Vf values vary based on river discharge, basin size, and lithology encountered [9]. For this reason, Vf values should be compared for the same geological conditions [2,3]. In order to follow the general structure of this paper, Vf values were classified into three levels in respect to relative tectonic activity: class 1 (Vf ≤ 1); class 2 (1 < Vf ≤ 2.5); and class 3 (Vf > 2.5), as high, moderate, and low tectonic activity, respectively (Figure 16).

4.1.6. Mountain Front Sinuosity Index (Smf)

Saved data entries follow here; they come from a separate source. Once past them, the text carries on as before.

// Copyright (c) 2025 Erick Bourgeois, firestoned
// SPDX-License-Identifier: MIT

//! Prometheus metrics for the DNS source controllers.
//!
//! All metrics carry the namespace prefix `dnsman`.
//!
//! # Metrics Categories
//!
//! - **Reconciliation Metrics** - Reconciliations per source controller and their outcome
//! - **Entry Metrics** - `DNSEntry` objects created, updated and deleted on behalf of sources
//! - **Event Metrics** - Events recorded on source objects
//!
//! # Example
//!
//! ```rust,no_run
//! use dnsman::metrics::record_reconciliation_success;
//!
//! record_reconciliation_success("service-source", std::time::Duration::from_millis(20));
//! ```

use prometheus::{CounterVec, Encoder, HistogramOpts, HistogramVec, Opts, Registry, TextEncoder};
use std::sync::LazyLock;
use std::time::Duration;

// ============================================================================
// Metric Name Constants
// ============================================================================

/// Namespace prefix for all metrics
const METRICS_NAMESPACE: &str = "dnsman";

// ============================================================================
// Global Metrics Registry
// ============================================================================

/// Global Prometheus metrics registry
///
/// All metrics are registered in this registry and exposed via `/metrics` endpoint.
pub static METRICS_REGISTRY: LazyLock<Registry> = LazyLock::new(Registry::new);

// ============================================================================
// Reconciliation Metrics
// ============================================================================

/// Total number of reconciliations by controller and status
///
/// Labels:
/// - `controller`: Name of the controller (e.g., `service-source`)
/// - `status`: Outcome (`success`, `error`)
pub static RECONCILIATION_TOTAL: LazyLock<CounterVec> = LazyLock::new(|| {
    let opts = Opts::new(
        format!("{METRICS_NAMESPACE}_reconciliations_total"),
        "Total number of reconciliations by controller and status",
    );
    let counter = CounterVec::new(opts, &["controller", "status"]).unwrap();
    METRICS_REGISTRY
        .register(Box::new(counter.clone()))
        .unwrap();
    counter
});

/// Duration of reconciliations in seconds
///
/// Labels:
/// - `controller`: Name of the controller
pub static RECONCILIATION_DURATION_SECONDS: LazyLock<HistogramVec> = LazyLock::new(|| {
    let opts = HistogramOpts::new(
        format!("{METRICS_NAMESPACE}_reconciliation_duration_seconds"),
        "Duration of reconciliations in seconds by controller",
    )
    .buckets(vec![0.001, 0.01, 0.1, 0.5, 1.0, 2.0, 5.0, 10.0, 30.0, 60.0]);
    let histogram = HistogramVec::new(opts, &["controller"]).unwrap();
    METRICS_REGISTRY
        .register(Box::new(histogram.clone()))
        .unwrap();
    histogram
});

// ============================================================================
// Entry Metrics
// ============================================================================

/// Total number of `DNSEntry` operations performed for source objects
///
/// Labels:
/// - `controller`: Name of the controller
/// - `operation`: `created`, `updated` or `deleted`
pub static ENTRY_OPERATIONS_TOTAL: LazyLock<CounterVec> = LazyLock::new(|| {
    let opts = Opts::new(
        format!("{METRICS_NAMESPACE}_entry_operations_total"),
        "Total number of DNSEntry operations by controller and operation",
    );
    let counter = CounterVec::new(opts, &["controller", "operation"]).unwrap();
    METRICS_REGISTRY
        .register(Box::new(counter.clone()))
        .unwrap();
    counter
});

// ============================================================================
// Event Metrics
// ============================================================================

/// Total number of events recorded on source objects
///
/// Labels:
/// - `type`: `Normal` or `Warning`
/// - `reason`: Event reason (e.g., `DNSEntryCreated`)
pub static EVENTS_TOTAL: LazyLock<CounterVec> = LazyLock::new(|| {
    let opts = Opts::new(
        format!("{METRICS_NAMESPACE}_events_total"),
        "Total number of events recorded by type and reason",
    );
    let counter = CounterVec::new(opts, &["type", "reason"]).unwrap();
    METRICS_REGISTRY
        .register(Box::new(counter.clone()))
        .unwrap();
    counter
});

// ============================================================================
// Helper Functions
// ============================================================================

/// Record a successful reconciliation
///
/// # Arguments
/// * `controller` - Name of the controller
/// * `duration` - Duration of the reconciliation
pub fn record_reconciliation_success(controller: &str, duration: Duration) {
    RECONCILIATION_TOTAL
        .with_label_values(&[controller, "success"])
        .inc();
    RECONCILIATION_DURATION_SECONDS
        .with_label_values(&[controller])
        .observe(duration.as_secs_f64());
}

/// Record a failed reconciliation
///
/// # Arguments
/// * `controller` - Name of the controller
/// * `duration` - Duration of the reconciliation before failure
pub fn record_reconciliation_error(controller: &str, duration: Duration) {
    RECONCILIATION_TOTAL
        .with_label_values(&[controller, "error"])
        .inc();
    RECONCILIATION_DURATION_SECONDS
        .with_label_values(&[controller])
        .observe(duration.as_secs_f64());
}

/// Record a `DNSEntry` operation
///
/// # Arguments
/// * `controller` - Name of the controller
/// * `operation` - `created`, `updated` or `deleted`
pub fn record_entry_operation(controller: &str, operation: &str) {
    ENTRY_OPERATIONS_TOTAL
        .with_label_values(&[controller, operation])
        .inc();
}

/// Record an event
///
/// # Arguments
/// * `event_type` - `Normal` or `Warning`
/// * `reason` - Event reason
pub fn record_event(event_type: &str, reason: &str) {
    EVENTS_TOTAL.with_label_values(&[event_type, reason]).inc();
}

/// Gather and encode all metrics in Prometheus text format
///
/// # Returns
/// Prometheus-formatted metrics as a String
///
/// # Errors
/// Returns error if encoding fails
pub fn gather_metrics() -> Result<String, prometheus::Error> {
    let encoder = TextEncoder::new();
    let metric_families = METRICS_REGISTRY.gather();
    let mut buffer = Vec::new();
    encoder.encode(&metric_families, &mut buffer)?;
    String::from_utf8(buffer).map_err(|e| prometheus::Error::Msg(format!("UTF-8 error: {e}")))
}
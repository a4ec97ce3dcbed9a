// Copyright (c) 2025 Erick Bourgeois, firestoned
// SPDX-License-Identifier: MIT

//! Source controller for load balancer services.
//!
//! A `Service` of type `LoadBalancer` with the DNS names annotation gets one `DNSEntry`
//! per name, pointing to the addresses (or host names) of its load balancer.

use crate::constants::KIND_SERVICE;
use crate::dns::equivalent_class;
use crate::dns_errors::ReconcileError;
use crate::labels::{ANNOTATION_CLASS, ANNOTATION_DNS_NAMES};
use crate::recorder::EventType;
use crate::reconcilers::source::{SourceActuator, SourceReconciler};
use crate::source::spec_input::service_spec_input;
use async_trait::async_trait;
use k8s_openapi::api::core::v1::Service;
use kube::core::GroupVersionKind;
use std::collections::BTreeMap;

/// Service type handled by the controller
const SERVICE_TYPE_LOAD_BALANCER: &str = "LoadBalancer";

/// Actuator for `v1` `Service` objects.
#[derive(Clone, Copy, Debug, Default)]
pub struct ServiceActuator;

impl ServiceActuator {
    fn is_relevant(
        reconciler: &SourceReconciler<Service>,
        svc: &Service,
        annotations: &BTreeMap<String, String>,
    ) -> bool {
        let is_load_balancer = svc
            .spec
            .as_ref()
            .and_then(|s| s.type_.as_deref())
            .is_some_and(|t| t == SERVICE_TYPE_LOAD_BALANCER);
        let class = annotations
            .get(ANNOTATION_CLASS)
            .map(String::as_str)
            .unwrap_or_default();
        is_load_balancer
            && equivalent_class(class, reconciler.config().source_class())
            && annotations.contains_key(ANNOTATION_DNS_NAMES)
    }
}

#[async_trait]
impl SourceActuator<Service> for ServiceActuator {
    async fn reconcile_source_object(
        &self,
        reconciler: &SourceReconciler<Service>,
        svc: &Service,
    ) -> Result<(), ReconcileError> {
        let annotations = reconciler.merged_annotations(svc);
        let input = if Self::is_relevant(reconciler, svc, &annotations) {
            match service_spec_input(svc, &annotations) {
                Ok(input) => input,
                Err(e) => {
                    reconciler
                        .recorder()
                        .dedup_event(svc, EventType::Warning, "Invalid", &e.to_string())
                        .await;
                    return Err(e.into());
                }
            }
        } else {
            None
        };

        let result = reconciler.do_reconcile(svc, input).await;
        if let Err(e) = &result {
            reconciler
                .recorder()
                .dedup_event(svc, EventType::Warning, "ReconcileError", &e.to_string())
                .await;
        }
        result
    }

    fn is_relevant_source_object(
        &self,
        reconciler: &SourceReconciler<Service>,
        svc: &Service,
    ) -> bool {
        Self::is_relevant(reconciler, svc, &reconciler.merged_annotations(svc))
    }

    fn controller_name(&self) -> &'static str {
        "service-source"
    }

    fn finalizer_local_name(&self) -> &'static str {
        "service-dns"
    }

    fn gvk(&self) -> GroupVersionKind {
        GroupVersionKind::gvk("", "v1", KIND_SERVICE)
    }
}

#[cfg(test)]
#[path = "service_tests.rs"]
mod service_tests;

In this work, the results of the mountain front sinuosity index range from 1.0 to 2.4 along the 65 segments of mountain fronts (Table 4). The lowest value, highest value, and values between them reveal that all segments provide signatures of tectonic activity, and no inactive faults were recorded in the study region. The lowest values were recorded for segment 8 in the middle part and 41 and 50 in the eastern part of the study region, whereas the highest value was observed for segment 26 in the middle part of the study region (Figure 17). Active uplift producing straight mountain fronts generally has low values of Smf; when the uplift rate ceases, as long as erosional actions produce more sinuous signatures along the mountain fronts, it provides lower values of Smf [1,36,38]. Results of Smf are calculated using topographic maps, digital elevation models, or aerial photography. High resolution data with a large scale such as topographic maps are more appropriate for Smf assessment than other small-scale data [9,40]. Results from the Smf index reach 1.0 along the active fronts, whereas its values increase if the process of erosion starts to control the conditions producing irregular traces over time. In this study, Smf values less than 1.5 indicate active tectonic fronts, while fronts providing values greater than 2.5 belong to inactive fronts [3,38,39]. This effective index has also been applied in many regions, such as in southern Spain by authors in Ref. [9], using topographic maps, from which they extracted values between 1.04 to 1.61. Another study was in central Anatolia, in which the author in Ref. [39], using a digital elevation model, presented values between 1.5 and 2.3. He considered values greater than 2.5 as a scale of inactive tectonic fronts and values less than 1.5 as indicative of active fronts.
In this study, almost all the mountain segments had relatively low Smf values (Table 4). The considered segments are illustrated in Figure 17 and could be sorted into two main trends of front segments: the segments along the middle zone of the study region paralleling the main trace of the FSZ (fronts such as 5, 6, 7, 8, 9, etc.) illustrate straight lines and bound the FZS, and the segments of NW–SE trend are represented by fronts (45, 47, 48, 56, and 59) giving relatively high Smf index values.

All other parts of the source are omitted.